叫我别睡觉,等他回家。因为肚腩哥打电话给大肚腩吞吞吐吐。
第二通电话,大约9点15分左右,大肚腩说,肚腩妈走了。
我一时反应不过来,问大肚腩,什么走了?什么意思?
我才反应过来。

那时候,我的头脑是一片空白。
我只是知道,我必须把睡衣给换了,在衣橱前面走来走去,找深色衣服。
然后再走来走去,完全不知道自己想要干嘛。
后来,只想到打电话给爸爸,通知他一声。

然后,脑袋出现了 SY,因为她有经验。

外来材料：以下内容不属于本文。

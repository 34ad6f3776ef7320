//! Evaluate command - Play a series of games and report outcome rates

use std::path::PathBuf;

use anyhow::{Context, Result};
use clap::Parser;

use crate::{
    board::{Board, Player},
    cli::{
        config::{AgentKind, AgentOptions, CommonConfig, GameKind, build_agent},
        output::{create_game_progress, format_count, print_kv, print_section},
    },
    fourplay::FourPlay,
    game::Game,
    series::{SeriesResult, play_series},
    tictactoe::TicTacToe,
};

#[derive(Parser, Debug)]
#[command(about = "Evaluate two agents over many games")]
pub struct EvaluateArgs {
    /// Game to play
    #[arg(long, value_enum, default_value_t = GameKind::TicTacToe)]
    pub game: GameKind,

    /// Agent playing X (moves first)
    #[arg(long, value_enum, default_value_t = AgentKind::Mcts)]
    pub x_agent: AgentKind,

    /// Agent playing O
    #[arg(long, value_enum, default_value_t = AgentKind::Random)]
    pub o_agent: AgentKind,

    #[command(flatten)]
    pub agents: AgentOptions,

    /// Number of evaluation games
    #[arg(long, short = 'g', default_value_t = 100)]
    pub games: usize,

    /// Random seed for reproducibility
    #[arg(long)]
    pub seed: Option<u64>,

    /// Hide the progress bar
    #[arg(long)]
    pub no_progress: bool,

    /// Export results to a JSON file
    #[arg(long)]
    pub export: Option<PathBuf>,
}

pub fn execute(args: EvaluateArgs) -> Result<()> {
    let result = match args.game {
        GameKind::TicTacToe => run::<TicTacToe>(&args)?,
        GameKind::FourPlay => run::<FourPlay>(&args)?,
    };

    print_section("Evaluation Results");
    print_kv("X", &result.x_agent);
    print_kv("O", &result.o_agent);
    print_kv("Total games", &result.total_games.to_string());
    print_kv("X wins", &format_count(result.x_wins, result.x_win_rate));
    print_kv("O wins", &format_count(result.o_wins, result.o_win_rate));
    print_kv("Draws", &format_count(result.draws, result.draw_rate));

    if let Some(path) = &args.export {
        result
            .save(path)
            .with_context(|| format!("failed to export results to {}", path.display()))?;
        println!("\n✓ Results exported to: {}", path.display());
    }
    Ok(())
}

fn run<B: Board>(args: &EvaluateArgs) -> Result<SeriesResult> {
    let common = CommonConfig {
        seed: args.seed,
        progress: !args.no_progress,
    };
    let x = build_agent::<B>(args.x_agent, Player::X, &args.agents, common.seed_for(Player::X))?;
    let o = build_agent::<B>(args.o_agent, Player::O, &args.agents, common.seed_for(Player::O))?;
    let mut game = Game::new(x, o);

    let pb = create_game_progress(args.games as u64, common.progress);
    let result = play_series(&mut game, args.games, |_, outcome| {
        pb.set_message(outcome.to_string());
        pb.inc(1);
    })?;
    pb.finish_and_clear();
    Ok(result)
}
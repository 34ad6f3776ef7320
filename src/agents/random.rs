use rand::{SeedableRng, rngs::StdRng, seq::IndexedRandom};

use super::build_rng;
use crate::{Error, Result, board::Board, ports::Agent};

/// Picks a uniformly random legal move.
#[derive(Debug, Clone)]
pub struct RandomAgent {
    rng: StdRng,
}

impl RandomAgent {
    pub fn new() -> Self {
        RandomAgent {
            rng: build_rng(None),
        }
    }

    pub fn with_seed(seed: u64) -> Self {
        RandomAgent {
            rng: build_rng(Some(seed)),
        }
    }
}

impl Default for RandomAgent {
    fn default() -> Self {
        Self::new()
    }
}

impl<B: Board> Agent<B> for RandomAgent {
    fn choose_move(&mut self, board: &B) -> Result<B::Move> {
        board
            .legal_moves()
            .choose(&mut self.rng)
            .copied()
            .ok_or_else(|| Error::precondition("random agent asked to move on a finished game"))
    }

    fn name(&self) -> &str {
        "random"
    }

    fn set_rng_seed(&mut self, seed: u64) -> Result<()> {
        self.rng = StdRng::seed_from_u64(seed);
        Ok(())
    }
}
//! Board abstraction shared by every game and agent

pub mod grid;
pub mod lines;
pub mod scenario;

use std::{fmt, hash::Hash};

use serde::{Deserialize, Serialize};

pub use grid::Grid;
pub use lines::LineAnalyzer;
pub use scenario::Scenario;

use crate::{Result, types::CanonicalKey};

/// A cell on a game grid
#[derive(Debug, Clone, Copy, PartialEq, Eq, Hash, Serialize, Deserialize)]
pub enum Cell {
    Empty,
    X,
    O,
}

impl Cell {
    pub fn to_char(self) -> char {
        match self {
            Cell::Empty => '-',
            Cell::X => 'X',
            Cell::O => 'O',
        }
    }

    pub fn from_char(c: char) -> Option<Cell> {
        match c {
            '-' | '.' | ' ' => Some(Cell::Empty),
            'X' | 'x' => Some(Cell::X),
            'O' | 'o' | '0' => Some(Cell::O),
            _ => None,
        }
    }

    /// The player owning this cell, if any
    pub fn player(self) -> Option<Player> {
        match self {
            Cell::Empty => None,
            Cell::X => Some(Player::X),
            Cell::O => Some(Player::O),
        }
    }
}

/// A player in the game. X always moves first from an empty grid and is the
/// fixed perspective for [`GameOutcome::score`].
#[derive(Debug, Clone, Copy, PartialEq, Eq, Hash, Serialize, Deserialize)]
pub enum Player {
    X,
    O,
}

impl Player {
    /// Get the opponent player
    pub fn opponent(self) -> Player {
        match self {
            Player::X => Player::O,
            Player::O => Player::X,
        }
    }

    /// Convert player to cell
    pub fn to_cell(self) -> Cell {
        match self {
            Player::X => Cell::X,
            Player::O => Cell::O,
        }
    }

    pub fn to_char(self) -> char {
        self.to_cell().to_char()
    }

    /// +1.0 for X, -1.0 for O
    pub fn sign(self) -> f64 {
        match self {
            Player::X => 1.0,
            Player::O => -1.0,
        }
    }
}

impl fmt::Display for Player {
    fn fmt(&self, f: &mut fmt::Formatter<'_>) -> fmt::Result {
        write!(f, "{}", self.to_char())
    }
}

/// Outcome of a finished game
#[derive(Debug, Clone, Copy, PartialEq, Eq, Hash, Serialize, Deserialize)]
pub enum GameOutcome {
    Win(Player),
    Draw,
}

impl GameOutcome {
    /// Score from X's perspective: +1 for an X win, -1 for an O win, 0 for a draw.
    pub fn score(self) -> f64 {
        match self {
            GameOutcome::Win(player) => player.sign(),
            GameOutcome::Draw => 0.0,
        }
    }

    /// Score from the given player's perspective.
    pub fn score_for(self, player: Player) -> f64 {
        self.score() * player.sign()
    }

    /// Swap the winner perspective (X <-> O). Useful when mirroring games.
    pub fn winner(self) -> Option<Player> {
        match self {
            GameOutcome::Win(player) => Some(player),
            GameOutcome::Draw => None,
        }
    }
}

impl fmt::Display for GameOutcome {
    fn fmt(&self, f: &mut fmt::Formatter<'_>) -> fmt::Result {
        match self {
            GameOutcome::Win(player) => write!(f, "{player} wins"),
            GameOutcome::Draw => write!(f, "draw"),
        }
    }
}

/// A two-player grid game position.
///
/// Implementations keep `outcome()` consistent with the cells after every
/// `apply`/`undo`: it is `Some` exactly when a line of the game's win length
/// exists or no legal move remains.
pub trait Board: Clone + Default + fmt::Debug + fmt::Display + Send {
    /// A single move. Compared by position only.
    type Move: Copy + Eq + Hash + fmt::Debug + fmt::Display + Send + 'static;

    /// Depth cap used by exhaustive search when no explicit limit is configured.
    const SEARCH_DEPTH_LIMIT: Option<usize>;

    /// Side to move next
    fn mover(&self) -> Player;

    fn outcome(&self) -> Option<GameOutcome>;

    fn is_terminal(&self) -> bool {
        self.outcome().is_some()
    }

    /// Legal moves in deterministic order; empty once the game is over.
    fn legal_moves(&self) -> Vec<Self::Move>;

    /// Place a piece for the side to move.
    ///
    /// # Errors
    ///
    /// Returns [`crate::Error::IllegalMove`] if the move is not playable. The
    /// board is left untouched in that case.
    fn apply(&mut self, mv: Self::Move) -> Result<()>;

    /// Reverse the most recent `apply` of `mv`.
    ///
    /// # Errors
    ///
    /// Returns [`crate::Error::IllegalMove`] if `mv` does not name a piece
    /// the previous mover placed.
    fn undo(&mut self, mv: Self::Move) -> Result<()>;

    /// Successor position, leaving `self` intact.
    fn clone_with(&self, mv: Self::Move) -> Result<Self> {
        let mut next = self.clone();
        next.apply(mv)?;
        Ok(next)
    }

    /// Key under which caches store this position.
    fn transposition_key(&self) -> CanonicalKey;

    fn grid(&self) -> &Grid;
}

#[cfg(test)]
mod tests {
    use super::*;

    #[test]
    fn test_outcome_scores_from_x_perspective() {
        assert_eq!(GameOutcome::Win(Player::X).score(), 1.0);
        assert_eq!(GameOutcome::Win(Player::O).score(), -1.0);
        assert_eq!(GameOutcome::Draw.score(), 0.0);
    }

    #[test]
    fn test_score_for_negates_for_o() {
        let outcome = GameOutcome::Win(Player::X);
        assert_eq!(outcome.score_for(Player::X), 1.0);
        assert_eq!(outcome.score_for(Player::O), -1.0);
        assert_eq!(GameOutcome::Draw.score_for(Player::O), 0.0);
    }

    #[test]
    fn test_winner() {
        assert_eq!(GameOutcome::Win(Player::O).winner(), Some(Player::O));
        assert_eq!(GameOutcome::Draw.winner(), None);
    }

    #[test]
    fn test_cell_char_round_trip() {
        for cell in [Cell::Empty, Cell::X, Cell::O] {
            assert_eq!(Cell::from_char(cell.to_char()), Some(cell));
        }
        assert_eq!(Cell::from_char('#'), None);
    }
}
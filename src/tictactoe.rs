//! Tic-Tac-Toe game implementation

pub mod board;
pub mod symmetry;

pub use board::{TicTacToe, Tile};
pub use symmetry::{D4Transform, canonicalize};
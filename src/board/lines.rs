//! Line analysis for grid games of any size and win length

use super::{Grid, Player};

/// Axis directions as (row step, column step): horizontal, vertical and
/// both diagonals.
pub const DIRECTIONS: [(isize, isize); 4] = [(0, 1), (1, 0), (1, 1), (1, -1)];

/// Utility for analyzing lines of same-player pieces
pub struct LineAnalyzer;

impl LineAnalyzer {
    /// Length of the contiguous run of the piece at (row, column) along one
    /// axis, counting forward and backward. Zero for an empty cell.
    pub fn run_length(grid: &Grid, row: usize, column: usize, direction: (isize, isize)) -> usize {
        let Some(target) = grid.get(row, column).and_then(|cell| cell.player()) else {
            return 0;
        };
        1 + Self::count_towards(grid, row, column, direction, target)
            + Self::count_towards(grid, row, column, (-direction.0, -direction.1), target)
    }

    /// The owner of (row, column) if any axis through it holds a run of at
    /// least `win_length`.
    pub fn connected_through(
        grid: &Grid,
        row: usize,
        column: usize,
        win_length: usize,
    ) -> Option<Player> {
        let player = grid.get(row, column)?.player()?;
        DIRECTIONS
            .iter()
            .any(|&direction| Self::run_length(grid, row, column, direction) >= win_length)
            .then_some(player)
    }

    /// Scan every occupied cell for a winning run.
    pub fn find_winner(grid: &Grid, win_length: usize) -> Option<Player> {
        (0..grid.rows())
            .flat_map(|row| (0..grid.columns()).map(move |column| (row, column)))
            .find_map(|(row, column)| Self::connected_through(grid, row, column, win_length))
    }

    /// Cells of the first winning run found, in order along its axis.
    pub fn winning_line(grid: &Grid, win_length: usize) -> Option<Vec<(usize, usize)>> {
        for row in 0..grid.rows() {
            for column in 0..grid.columns() {
                for &direction in &DIRECTIONS {
                    let length = Self::run_length(grid, row, column, direction);
                    if length < win_length {
                        continue;
                    }
                    let Some(player) = grid.get(row, column).and_then(|cell| cell.player()) else {
                        continue;
                    };
                    let back = Self::count_towards(
                        grid,
                        row,
                        column,
                        (-direction.0, -direction.1),
                        player,
                    );
                    let line = (0..length)
                        .filter_map(|step| {
                            let offset = step as isize - back as isize;
                            Self::offset(grid, row, column, direction, offset)
                        })
                        .collect();
                    return Some(line);
                }
            }
        }
        None
    }

    fn count_towards(
        grid: &Grid,
        row: usize,
        column: usize,
        direction: (isize, isize),
        target: Player,
    ) -> usize {
        let mut count = 0;
        let mut step = 1;
        while let Some((r, c)) = Self::offset(grid, row, column, direction, step) {
            if grid.get(r, c).and_then(|cell| cell.player()) != Some(target) {
                break;
            }
            count += 1;
            step += 1;
        }
        count
    }

    fn offset(
        grid: &Grid,
        row: usize,
        column: usize,
        direction: (isize, isize),
        step: isize,
    ) -> Option<(usize, usize)> {
        let r = row.checked_add_signed(direction.0 * step)?;
        let c = column.checked_add_signed(direction.1 * step)?;
        grid.contains(r, c).then_some((r, c))
    }
}
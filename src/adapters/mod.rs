//! Adapters implementing domain ports.
//!
//! This module contains storage implementations of the traits defined in the
//! ports module.

pub mod in_memory_repository;
pub mod msgpack_repository;

pub use in_memory_repository::InMemoryRepository;
pub use msgpack_repository::MsgPackRepository;
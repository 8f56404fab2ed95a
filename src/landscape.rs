//! Single-step fitness landscape
//!
//! Sweeps every point substitution, single insertion or single deletion of
//! a genome and summarises the fitness of the resulting mutants.

use std::fmt;

use parking_lot::Mutex;
use tracing::info;

use crate::analysis::{complexity, run_sites, AnalysisConfig, Baseline, StepStats};
use crate::error::AnalysisError;
use crate::sequence::{Instruction, Sequence};
use crate::test_cpu::TestCpu;

#[derive(Clone, Copy, Debug, PartialEq, Eq, Hash)]
pub enum MutationKind {
    Point,
    Insert,
    Delete,
}

impl MutationKind {
    pub const ALL: [MutationKind; 3] = [MutationKind::Point, MutationKind::Insert, MutationKind::Delete];

    /// Sites swept for a genome of `length`: insertions also go after the last instruction.
    pub fn num_sites(self, length: usize) -> usize {
        match self {
            MutationKind::Insert => length + 1,
            MutationKind::Point | MutationKind::Delete => length,
        }
    }
}

impl fmt::Display for MutationKind {
    fn fmt(&self, f: &mut fmt::Formatter<'_>) -> fmt::Result {
        let name = match self {
            MutationKind::Point => "point",
            MutationKind::Insert => "insert",
            MutationKind::Delete => "delete",
        };
        f.write_str(name)
    }
}

#[derive(Clone, Debug)]
pub struct LandscapeResults {
    pub kind: MutationKind,
    pub base: Baseline,
    pub stats: StepStats,
    pub total_entropy: f64,
    pub complexity: f64,
}

pub struct Landscape {
    genome: Sequence,
    config: AnalysisConfig,
}

impl Landscape {
    pub fn new(genome: Sequence, config: &AnalysisConfig) -> Self {
        Self { genome, config: config.clone() }
    }

    pub fn process(&self, cpu: &TestCpu<'_>, kind: MutationKind) -> Result<LandscapeResults, AnalysisError> {
        if self.genome.is_empty() {
            return Err(AnalysisError::EmptyGenome);
        }
        let base = Baseline::measure(cpu, &self.genome, &self.config);
        let alphabet = cpu.inst_set().len();
        let num_sites = kind.num_sites(self.genome.len());

        let sites = Mutex::new(Vec::new());
        run_sites(
            num_sites,
            self.config.threads,
            |site| sweep_site(cpu, &base, kind, site, num_sites),
            |results| *sites.lock() = results,
        )?;

        let mut stats = StepStats::new(&base, num_sites);
        for site in sites.into_inner() {
            stats.merge(&site);
        }
        let total_entropy = stats.total_entropy(num_sites, alphabet);
        let results = LandscapeResults {
            kind,
            complexity: complexity(self.genome.len(), total_entropy),
            total_entropy,
            base,
            stats,
        };
        info!(
            %kind,
            mutants = results.stats.total,
            peak = results.stats.peak_fitness,
            "landscape processed"
        );
        Ok(results)
    }
}

fn sweep_site(cpu: &TestCpu<'_>, base: &Baseline, kind: MutationKind, site: usize, num_sites: usize) -> StepStats {
    let mut stats = StepStats::new(base, num_sites);
    let mut test = |mutant: &Sequence| {
        let eval = cpu.evaluate(mutant);
        stats.record(base, site, eval.fitness, mutant);
        if eval.fitness != 0.0 {
            stats.record_tasks(base.task_change(&eval.tasks), eval.fitness);
        }
    };
    let alphabet = cpu.inst_set().len();
    match kind {
        MutationKind::Point => {
            let original = base.genome.get(site);
            let mut mutant = base.genome.clone();
            for op in 0..alphabet {
                let inst = Instruction(op as u8);
                if inst != original {
                    mutant.set(site, inst);
                    test(&mutant);
                }
            }
        }
        MutationKind::Insert => {
            for op in 0..alphabet {
                let mut mutant = base.genome.clone();
                mutant.insert(site, Instruction(op as u8));
                test(&mutant);
            }
        }
        MutationKind::Delete => {
            let mut mutant = base.genome.clone();
            mutant.remove(site);
            test(&mutant);
        }
    }
    stats
}

#[cfg(test)]
mod tests {
    use super::*;
    use crate::environment::LogicNine;
    use crate::hardware::HardwareConfig;
    use crate::inst_lib::HardwareKind;
    use crate::inst_set::InstSet;
    use crate::organism::PhenotypeConfig;
    use crate::test_cpu::TestCpuConfig;

    const REPLICATOR: [&str; 15] = [
        "h-alloc", "h-search", "nop-C", "nop-A", "mov-head", "nop-C", "h-search", "h-copy", "if-label", "nop-C",
        "nop-A", "h-divide", "mov-head", "nop-A", "nop-B",
    ];

    const REPLICATOR_SET: [&str; 9] =
        ["nop-A", "nop-B", "nop-C", "h-alloc", "h-search", "mov-head", "h-copy", "if-label", "h-divide"];

    fn sweep(kind: MutationKind) -> LandscapeResults {
        let set = InstSet::from_names(HardwareKind::Cpu, &REPLICATOR_SET).unwrap();
        let hardware = HardwareConfig::default();
        let phenotype = PhenotypeConfig::default();
        let env = LogicNine::new();
        let cpu = TestCpu::new(&set, &hardware, &phenotype, &env, &TestCpuConfig::default());
        let genome = Sequence::from_insts(REPLICATOR.iter().map(|n| set.inst_by_name(n).unwrap()).collect());
        let config = AnalysisConfig { threads: 2, ..Default::default() };
        Landscape::new(genome, &config).process(&cpu, kind).unwrap()
    }

    #[test]
    fn test_point_sweep() {
        let results = sweep(MutationKind::Point);
        let s = &results.stats;
        assert_eq!(s.total, 15 * 8);
        assert_eq!(s.dead + s.neg + s.neut + s.pos, s.total);
        assert!(s.dead > 0);
        assert!(s.peak_fitness >= results.base.fitness);
        assert!((results.complexity + results.total_entropy - 15.0).abs() < 1e-9);
    }

    #[test]
    fn test_insert_and_delete_sweeps() {
        let insert = sweep(MutationKind::Insert);
        assert_eq!(insert.stats.total, 16 * 9);
        assert_eq!(insert.stats.site_count.len(), 16);

        let delete = sweep(MutationKind::Delete);
        assert_eq!(delete.stats.total, 15);
        // Removing h-divide kills the replicator.
        assert!(delete.stats.dead >= 1);
        assert!(delete.stats.site_count.iter().all(|&c| c <= 1));
    }

    #[test]
    fn test_mutation_kind_sites() {
        assert_eq!(MutationKind::Insert.num_sites(10), 11);
        assert_eq!(MutationKind::Delete.num_sites(10), 10);
        assert_eq!(MutationKind::Point.to_string(), "point");
    }
}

就问了她我应该做什么。
那时候我真的很彷徨无助。
出门之前,也尝试找了 Roslyn,问问她是否有空可以到医院陪陪我吗。
很感恩,她和我度过了那一段在医院难熬的时间。 

过后,就是葬礼了。
肚腩妈,选择了火化海葬。
葬礼的第一和第二天,我不敢和大肚腩说,我的想法。
因为我怕会哭到说不出话。
一直到出殡前一个晚上,最后的那几场打斋过后,我和大肚腩坐在一起。

我说,我明白为什么妈妈虽然不懂的游泳,但选择了海葬。
因为,她这一生,都默默的为家庭付出,后期因为行动不方便,很多地方都没有去过。
所以现在她脱离苦厄,没有病痛了,自由了。
当然是要去好好的环游世界啊。

老实说,每次想到这里,我的眼泪一定会不自觉的流下来。
因为大肚腩在肚腩妈离开之后,心也释怀了很多,跟我说了很多肚腩妈生前的事情。
如果,大肚腩早点告诉我这些,也许我和肚腩妈的关系,会更加好。
我也不会带着这些些的遗憾。

在这个农历新年,我也有很深的感触。
虽然很伤感,但是,最起码我和肚腩妈一起度过了两个农历新年,一起吃了两次的团圆饭。
第一次,她三个儿子坐在一起,吃个开心的团圆饭。
那一天,肚腩妈真的很开心,是发自内心的开心。

第二次,是跟肚腩妈的干女儿一家人一起吃的团圆饭。
总算,对肚腩妈来说重要的家人,都和她一起吃了团圆饭。

也因为这个经历,我真正领悟到,我们真的必须好好的照顾自己的身体。

老了,辛苦的不只是自己,还有必须照顾自己的家人。
每次到医院的时候,看到一些老人家没人照顾。
我真的很怕,有一天我老了,我很怕像他们一样。
那种感觉,真的很不好受。

肚腩妈,我们的缘分不深也不浅。
之前你叨念我的,我当时觉得刺耳。
可是,我都记下来了。

肚腩妈,你的来世,我们还要做家人。
我们,一定会再相遇的。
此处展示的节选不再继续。